Lab-On-A-Chip: Microfluidic Flow Cytometry
Seemingly identical cells are often quite heterogeneous in their chemical composition and biological activity, and in the timing and magnitude of their responses to external stimuli. Determining the chemical composition of individual cells and measuring how that composition changes in response to external stimuli, is therefore key to better understanding basic cellular functions and intra/intercellular communication.
Flow cytometry is a common analysis tool used in modern biology for performing cellular analysis in genetics, disease detection and diagnosis, drug development and cancer research. With the emergence of microfluidic lab-on-a-chip technology, much attention has been focused on microfabricated flow cytometry devices for biological applications. However, even with the latest microfabricated flow cytometers, there are several limitations that hinder wide application of such devices: lack of detailed chemical and biological analysis; limited parameter spaces and inability to differentiate instrument quantification error and biological variability.
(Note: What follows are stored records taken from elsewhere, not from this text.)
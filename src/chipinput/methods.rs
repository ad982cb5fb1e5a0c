//! Core methods for the Model struct.

use super::controller::{CommitOutcome, DeleteOutcome};
use super::model::Model;
use super::render::RenderContext;
use super::types::{Chip, ChipKey, DeleteChipMsg, EmailChip};
use crate::key::matches_binding;
use crate::Component;
use bubbletea_rs::{Cmd, KeyMsg, Msg};
use crossterm::event::{KeyCode, KeyModifiers};

impl Model {
    /// Chips in display order.
    pub fn chips(&self) -> &[Chip] {
        self.chips.chips()
    }

    /// Chips in the shape handed to the change callback.
    pub fn emails(&self) -> Vec<EmailChip> {
        self.chips.emails()
    }

    /// Current entry text.
    pub fn value(&self) -> String {
        self.entry.value()
    }

    /// Replaces the entry text. Ignored while typing is disabled.
    pub fn set_value(&mut self, s: &str) {
        if !self.entry.disabled() {
            self.entry.set_value(s);
        }
    }

    /// Commits the entry text.
    ///
    /// The buffer is cleared when a chip is added or the value was a
    /// duplicate.
    pub fn commit(&mut self) -> CommitOutcome {
        let outcome = self.chips.commit_entry(&self.entry.value());
        if outcome.clears_entry() {
            self.entry.reset();
        }
        self.sync();
        outcome
    }

    /// Deletes a chip by key, subject to the required rule.
    pub fn delete_chip(&mut self, key: ChipKey) -> DeleteOutcome {
        let outcome = self.chips.delete_chip(key);
        self.sync();
        outcome
    }

    /// Deletes the most recently added chip, subject to the required rule.
    pub fn delete_last(&mut self) -> DeleteOutcome {
        let outcome = self.chips.delete_last();
        self.sync();
        outcome
    }

    /// Whether the input has focus.
    pub fn focused(&self) -> bool {
        self.focus
    }

    /// Focuses the input.
    pub fn focus(&mut self) -> Option<Cmd> {
        self.focus = true;
        self.entry.set_focus(true);
        None
    }

    /// Blurs the input, committing whatever was typed first.
    pub fn blur(&mut self) {
        if self.focus {
            self.commit();
        }
        self.focus = false;
        self.selected = None;
        self.entry.set_focus(false);
    }

    /// Handles key presses and delete messages.
    ///
    /// The commit key is always absorbed here. While a chip is selected its
    /// delete affordance can be activated; the returned command resolves to
    /// a [`DeleteChipMsg`] that must be fed back into `update`.
    pub fn update(&mut self, msg: Msg) -> Option<Cmd> {
        if let Some(delete) = msg.downcast_ref::<DeleteChipMsg>() {
            if delete.id == self.id {
                self.delete_chip(delete.key);
            }
            return None;
        }

        if !self.focus {
            return None;
        }

        if let Some(key_msg) = msg.downcast_ref::<KeyMsg>() {
            if let Some(cmd) = self.handle_selection_keys(key_msg) {
                return cmd;
            }
            self.handle_entry_keys(key_msg);
        }

        None
    }

    fn handle_selection_keys(&mut self, key_msg: &KeyMsg) -> Option<Option<Cmd>> {
        let km = &self.config.key_map;

        let Some(i) = self.selected else {
            if matches_binding(key_msg, &km.select_prev) {
                self.selected = self.chips.len().checked_sub(1);
                return Some(None);
            }
            return None;
        };

        if matches_binding(key_msg, &km.delete_selected) {
            return Some(self.activate_delete(i));
        }
        if matches_binding(key_msg, &km.select_prev) {
            self.selected = Some(i.saturating_sub(1));
            return Some(None);
        }
        if matches_binding(key_msg, &km.select_next) {
            self.selected = (i + 1 < self.chips.len()).then_some(i + 1);
            return Some(None);
        }
        if matches_binding(key_msg, &km.deselect) {
            self.selected = None;
            return Some(None);
        }

        // Anything else goes back to the entry.
        self.selected = None;
        None
    }

    fn handle_entry_keys(&mut self, key_msg: &KeyMsg) {
        let km = &self.config.key_map;

        if matches_binding(key_msg, &km.commit) {
            self.commit();
        } else if matches_binding(key_msg, &km.delete_character_backward) {
            if self.entry.is_empty() {
                self.delete_last();
            } else {
                self.entry.delete_backward();
            }
        } else if matches_binding(key_msg, &km.delete_character_forward) {
            self.entry.delete_forward();
        } else if matches_binding(key_msg, &km.character_backward) {
            self.entry.cursor_left();
        } else if matches_binding(key_msg, &km.character_forward) {
            self.entry.cursor_right();
        } else if matches_binding(key_msg, &km.line_start) {
            self.entry.cursor_start();
        } else if matches_binding(key_msg, &km.line_end) {
            self.entry.cursor_end();
        } else if let KeyCode::Char(ch) = key_msg.key {
            if !key_msg.modifiers.contains(KeyModifiers::CONTROL)
                && !key_msg.modifiers.contains(KeyModifiers::ALT)
            {
                self.entry.insert(ch);
            }
        }
    }

    fn activate_delete(&self, index: usize) -> Option<Cmd> {
        let chip = self.chips.chips().get(index)?;
        let ctx = RenderContext {
            id: self.id,
            styles: &self.config.styles,
            delete_button: self.config.delete_button.as_ref(),
        };
        Some(ctx.delete_button(chip.key).activate())
    }
}

impl Component for Model {
    fn focus(&mut self) -> Option<Cmd> {
        self.focus()
    }

    fn blur(&mut self) {
        self.blur()
    }

    fn focused(&self) -> bool {
        self.focused()
    }
}
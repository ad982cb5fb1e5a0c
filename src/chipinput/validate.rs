//! Validity predicates for committed entries.

use std::sync::Arc;
use validator::ValidateEmail;

/// Decides whether a normalized entry is a valid address.
///
/// Invalid entries still become chips; they are only drawn differently.
pub type ValidateFn = Arc<dyn Fn(&str) -> bool + Send + Sync>;

/// Maximum length of a whole address, in bytes (RFC 5321).
pub const MAX_EMAIL_LEN: usize = 254;

/// The default predicate: every entry is valid.
pub fn always_valid() -> ValidateFn {
    Arc::new(|_| true)
}

/// HTML5-style address check backed by `validator`, capped at
/// [`MAX_EMAIL_LEN`] bytes.
///
/// ```rust
/// use bubbletea_chips::chipinput::is_email;
///
/// assert!(is_email("first.last+tag@sub.example.org"));
/// assert!(!is_email("bad"));
/// assert!(!is_email("a@x..com"));
/// ```
pub fn is_email(s: &str) -> bool {
    s.len() <= MAX_EMAIL_LEN && s.validate_email()
}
A technology developed at the University of Toronto ’s Department of Electrical and Computer Engineering in partnership with the Ontario Cancer Institute specifically addresses the shortcomings of the latest microfluidic based flow cytometry devices. The device combines integrated optical circuits, electrodes, laser induced fluorescence and electrophoresis to provide an integrated, more efficient and lower cost solution that can be used for patient analysis/diagnosis, as well as early disease detection. This device performs on-chip single-cell analysis, an essential component of early disease detection, diagnosis and prognosis.
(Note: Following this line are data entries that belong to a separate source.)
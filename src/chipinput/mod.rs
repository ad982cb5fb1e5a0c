//! Email chip input component for Bubble Tea applications.
//!
//! Typed email addresses are committed into removable chips. Each chip is
//! validated when committed and drawn as valid or invalid, duplicates are
//! dropped silently, an optional limit disables typing once reached, and an
//! optional required rule refuses to delete the last valid chip.
//!
//! # Basic Usage
//!
//! ```rust
//! use bubbletea_chips::chipinput::{is_email, new, with_on_chip_change, with_validate_email};
//!
//! let mut input = new(&[
//!     with_validate_email(is_email),
//!     with_on_chip_change(|chips| {
//!         for chip in chips {
//!             println!("{} valid={}", chip.email, chip.valid);
//!         }
//!     }),
//! ])
//! .unwrap();
//!
//! input.focus();
//! input.set_value("bob@example.com");
//! input.commit();
//! input.set_value("not an email");
//! input.commit();
//!
//! assert_eq!(input.chips().len(), 2);
//! assert!(!input.chips()[1].valid);
//! ```
//!
//! # Keys
//!
//! | Key | Action |
//! |-----|--------|
//! | `enter` | commit the typed text |
//! | `backspace` on an empty entry | delete the last chip |
//! | `shift+←` / `shift+→` | select a chip |
//! | `delete` / `backspace` / `ctrl+h` / `x` on a selected chip | activate its delete affordance |
//! | `esc` | back to the entry |
//!
//! Losing focus through [`Model::blur`] commits the typed text as well.

pub mod config;
pub mod controller;
pub mod entry;
pub mod keymap;
pub mod methods;
pub mod model;
pub mod render;
pub mod style;
pub mod types;
pub mod validate;
pub mod view;

#[cfg(test)]
mod tests;

pub use config::{
    with_delete_button, with_initial_emails, with_key_map, with_limit, with_limit_message,
    with_on_chip_change, with_placeholder, with_prompt, with_required, with_styles,
    with_validate_email, ChangeFn, ChipInputOption, Config, ConfigError,
};
pub use controller::{ChipList, CommitOutcome, DeleteOutcome};
pub use entry::Entry;
pub use keymap::{default_key_map, KeyMap};
pub use model::{new, Model};
pub use render::{
    render_chip, render_chips, ChipsViewCache, DeleteButton, DeleteButtonFn, DeleteTrigger,
    RenderContext, DEFAULT_DELETE_LABEL,
};
pub use style::Styles;
pub use types::{normalize, Chip, ChipKey, DeleteChipMsg, EmailChip};
pub use validate::{always_valid, is_email, ValidateFn, MAX_EMAIL_LEN};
The lead application is targeted at blood disease, specifically leukemia and lymphoma, thereby enabling more efficient diagnosis/analysis, with the practical benefit of enabling more efficient examinations through distributed point-of-care locations, including physicians’ offices and/or homecare. This technology can also be applied to other various fields-of-use within human health (including HIV, cardiovascular disease, drug development) and beyond (e.g. zoology, forestry and environmental monitoring).
The Flow Cytometry and In Vitro Diagnostics markets are currently worth an estimated US$1 Billion (growing at 6% annually), and US$27 Billion worldwide, respectively. Although a bottom-up forecast needs to be developed, with our leading-edge Lab-On-A-Chip device we could generate over US$1.4 Billion in annual sales by capturing only 5% of these two market segments alone.